- **TASK ITEM**:
Copy out every line of the data where the word "matches" is found.

- **INFORMATION SHOWN**:
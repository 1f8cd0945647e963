//! Order models - menu items, cart lines and live kitchen orders.

use chrono::{DateTime, Utc};
use serde::{Deserialize, Serialize};
use std::fmt;

/// Something a venue sells for in-venue ordering.
#[derive(Debug, Clone, PartialEq, Serialize, Deserialize)]
pub struct MenuItem {
    /// Identifier, unique within the venue's menu
    pub id: i64,
    pub name: String,
    /// Unit price in currency units
    pub price: f64,
    /// Menu section ("Coffee", "Pastries", ...)
    #[serde(default)]
    pub category: String,
    #[serde(default)]
    pub description: Option<String>,
}

/// One line of a cart or receipt.
#[derive(Debug, Clone, PartialEq, Serialize, Deserialize)]
pub struct OrderItem {
    /// Menu item id this line was created from
    pub id: i64,
    pub name: String,
    /// Unit price in currency units
    pub price: f64,
    /// Always at least 1
    pub quantity: u32,
    /// Free-text request ("oat milk", "no sugar")
    #[serde(default)]
    pub note: Option<String>,
}

impl OrderItem {
    /// Unit price times quantity.
    #[must_use]
    pub fn line_total(&self) -> f64 {
        self.price * f64::from(self.quantity)
    }
}

impl From<&MenuItem> for OrderItem {
    fn from(item: &MenuItem) -> Self {
        Self {
            id: item.id,
            name: item.name.clone(),
            price: item.price,
            quantity: 1,
            note: None,
        }
    }
}

/// Preparation status of a live order.
#[derive(Debug, Clone, Copy, PartialEq, Eq, Hash, Serialize, Deserialize)]
#[serde(rename_all = "snake_case")]
pub enum OrderStatus {
    Pending,
    Preparing,
    Ready,
    Completed,
    Cancelled,
}

impl OrderStatus {
    /// Lowercase name used in logs and error messages.
    #[must_use]
    pub const fn as_str(self) -> &'static str {
        match self {
            Self::Pending => "pending",
            Self::Preparing => "preparing",
            Self::Ready => "ready",
            Self::Completed => "completed",
            Self::Cancelled => "cancelled",
        }
    }

    /// Completed and cancelled orders never change again.
    #[must_use]
    pub const fn is_terminal(self) -> bool {
        matches!(self, Self::Completed | Self::Cancelled)
    }
}

impl fmt::Display for OrderStatus {
    fn fmt(&self, f: &mut fmt::Formatter<'_>) -> fmt::Result {
        f.write_str(self.as_str())
    }
}

/// An order shown on the venue's kitchen display.
#[derive(Debug, Clone, PartialEq, Serialize, Deserialize)]
pub struct LiveOrder {
    /// Display id ("ORD-1042")
    pub id: String,
    /// Table or seat label the order is delivered to
    pub table: String,
    pub items: Vec<OrderItem>,
    pub status: OrderStatus,
    /// When the order was placed
    pub created_at: DateTime<Utc>,
    /// `"Xm Ys"` label, refreshed by the order board's tick
    #[serde(default)]
    pub time_since_creation: String,
}

impl LiveOrder {
    /// Creates an order with an empty elapsed-time label.
    pub fn new(
        id: impl Into<String>,
        table: impl Into<String>,
        items: Vec<OrderItem>,
        status: OrderStatus,
        created_at: DateTime<Utc>,
    ) -> Self {
        Self {
            id: id.into(),
            table: table.into(),
            items,
            status,
            created_at,
            time_since_creation: String::new(),
        }
    }

    /// Sum of the order's line totals.
    #[must_use]
    pub fn total(&self) -> f64 {
        self.items.iter().map(OrderItem::line_total).sum()
    }
}
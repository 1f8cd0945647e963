use thiserror::Error;

/// Unified error type for venue search, pricing, orders and storage.
#[derive(Debug, Error)]
pub enum Error {
    /// Malformed input to a filter, pricing or catalog operation
    #[error("Validation error: {message}")]
    Validation {
        /// Human-readable description of what was rejected
        message: String,
    },

    /// A time of day that is not a valid "HH:MM" string
    #[error("Invalid time of day: {value:?} (expected HH:MM)")]
    InvalidTime {
        /// The offending input
        value: String,
    },

    /// A price, bound or credit amount that is negative or not finite
    #[error("Invalid amount: {amount}")]
    InvalidAmount {
        /// The offending amount
        amount: f64,
    },

    #[error("Venue not found: {id}")]
    VenueNotFound {
        /// Requested venue id
        id: i64,
    },

    #[error("Order not found: {id}")]
    OrderNotFound {
        /// Requested order id
        id: String,
    },

    /// A staff action that the order's current status does not allow
    #[error("Cannot {action} order {order_id} while it is {from}")]
    InvalidTransition {
        /// Order the action was applied to
        order_id: String,
        /// Status the order was in
        from: String,
        /// Attempted action (accept, reject, ...)
        action: String,
    },

    #[error("Insufficient credit: available {available:.2}, required {required:.2}")]
    InsufficientCredit {
        /// Credit left in the session account
        available: f64,
        /// Total the checkout needed
        required: f64,
    },

    /// Persisted data that cannot be decoded
    #[error("Storage error: {message}")]
    Storage {
        /// What was wrong with the stored value
        message: String,
    },

    #[error("Configuration error: {message}")]
    Config {
        /// What went wrong while loading configuration
        message: String,
    },

    #[error("Database error: {0}")]
    Database(#[from] sea_orm::DbErr),

    #[error("JSON error: {0}")]
    Json(#[from] serde_json::Error),
}

impl Error {
    /// Shorthand for building a [`Error::Validation`].
    pub fn validation(message: impl Into<String>) -> Self {
        Self::Validation {
            message: message.into(),
        }
    }
}

// Convenience `Result` type
pub type Result<T> = std::result::Result<T, Error>;
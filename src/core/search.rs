//! Venue catalog and search orchestrator.
//!
//! The catalog is the read-only seed list of venues. `filter_venues` runs every
//! predicate from [`crate::core::filter`] with AND semantics and returns the
//! matches in catalog order.

use crate::{
    core::filter::FilterCriteria,
    errors::{Error, Result},
    models::Venue,
};
use std::collections::HashSet;
use tracing::debug;

/// In-memory venue catalog. Never mutated after construction.
#[derive(Debug, Clone, Default)]
pub struct Catalog {
    venues: Vec<Venue>,
}

impl Catalog {
    /// Builds a catalog, checking every venue's invariants and id uniqueness.
    ///
    /// # Errors
    /// Returns [`Error::Validation`] for the first venue that breaks an
    /// invariant or reuses an id.
    pub fn new(venues: Vec<Venue>) -> Result<Self> {
        let mut seen = HashSet::with_capacity(venues.len());
        for venue in &venues {
            venue.validate()?;
            if !seen.insert(venue.id) {
                return Err(Error::validation(format!(
                    "duplicate venue id {} ({})",
                    venue.id, venue.name
                )));
            }
        }

        debug!("Catalog built with {} venues", venues.len());
        Ok(Self { venues })
    }

    /// All venues in seed order.
    #[must_use]
    pub fn venues(&self) -> &[Venue] {
        &self.venues
    }

    #[must_use]
    pub fn len(&self) -> usize {
        self.venues.len()
    }

    #[must_use]
    pub fn is_empty(&self) -> bool {
        self.venues.is_empty()
    }

    /// Finds a venue by id, returning None if it is not listed.
    #[must_use]
    pub fn get_venue_by_id(&self, venue_id: i64) -> Option<&Venue> {
        self.venues.iter().find(|venue| venue.id == venue_id)
    }

    /// Like [`Catalog::get_venue_by_id`] but treats a missing venue as an error.
    ///
    /// # Errors
    /// Returns [`Error::VenueNotFound`] if no venue has this id.
    pub fn require_venue(&self, venue_id: i64) -> Result<&Venue> {
        self.get_venue_by_id(venue_id)
            .ok_or(Error::VenueNotFound { id: venue_id })
    }
}

/// Returns every venue matching all of `criteria`, preserving catalog order.
///
/// Each criterion is checked by its own predicate in [`crate::core::filter`]
/// and a venue is kept only if all of them pass. The catalog is never mutated
/// and the matches are not re-sorted. An empty result is not an error.
///
/// # Arguments
/// * `catalog` - Venues to search
/// * `criteria` - Current filter state; default criteria match every venue
///
/// # Errors
/// Returns an error only when the criteria themselves are invalid (see
/// [`FilterCriteria::validate`]).
pub fn filter_venues<'a>(catalog: &'a Catalog, criteria: &FilterCriteria) -> Result<Vec<&'a Venue>> {
    criteria.validate()?;

    let matches: Vec<&Venue> = catalog
        .venues()
        .iter()
        .filter(|venue| criteria.matches(venue))
        .collect();

    debug!(
        "Search matched {} of {} venues",
        matches.len(),
        catalog.len()
    );
    Ok(matches)
}
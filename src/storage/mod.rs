//! Key-value storage backends.
//!
//! The favorites store (and anything else that used browser local storage)
//! talks to a [`KeyValueStore`] rather than a concrete backend, so the binary
//! can persist to SQLite while tests use [`MemoryStore`].

use crate::errors::Result;
use std::future::Future;

/// SQLite-backed store using the `storage_entries` table
pub mod database;
/// Process-local store
pub mod memory;

pub use database::DatabaseStore;
pub use memory::MemoryStore;

/// String-keyed, string-valued storage.
pub trait KeyValueStore: Send + Sync {
    /// Reads the value stored under `key`, if any.
    fn get(&self, key: &str) -> impl Future<Output = Result<Option<String>>> + Send;

    /// Stores `value` under `key`, replacing any previous value.
    fn set(&self, key: &str, value: &str) -> impl Future<Output = Result<()>> + Send;

    /// Deletes `key`. Deleting a missing key is not an error.
    fn remove(&self, key: &str) -> impl Future<Output = Result<()>> + Send;
}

- **EXERCISE ANSWER**:
        matches!(self, Self::Completed | Self::Cancelled)
//! matches in catalog order.
/// and the matches are not re-sorted. An empty result is not an error.
    let matches: Vec<&Venue> = catalog
        .filter(|venue| criteria.matches(venue))
        matches.len(),
    Ok(matches)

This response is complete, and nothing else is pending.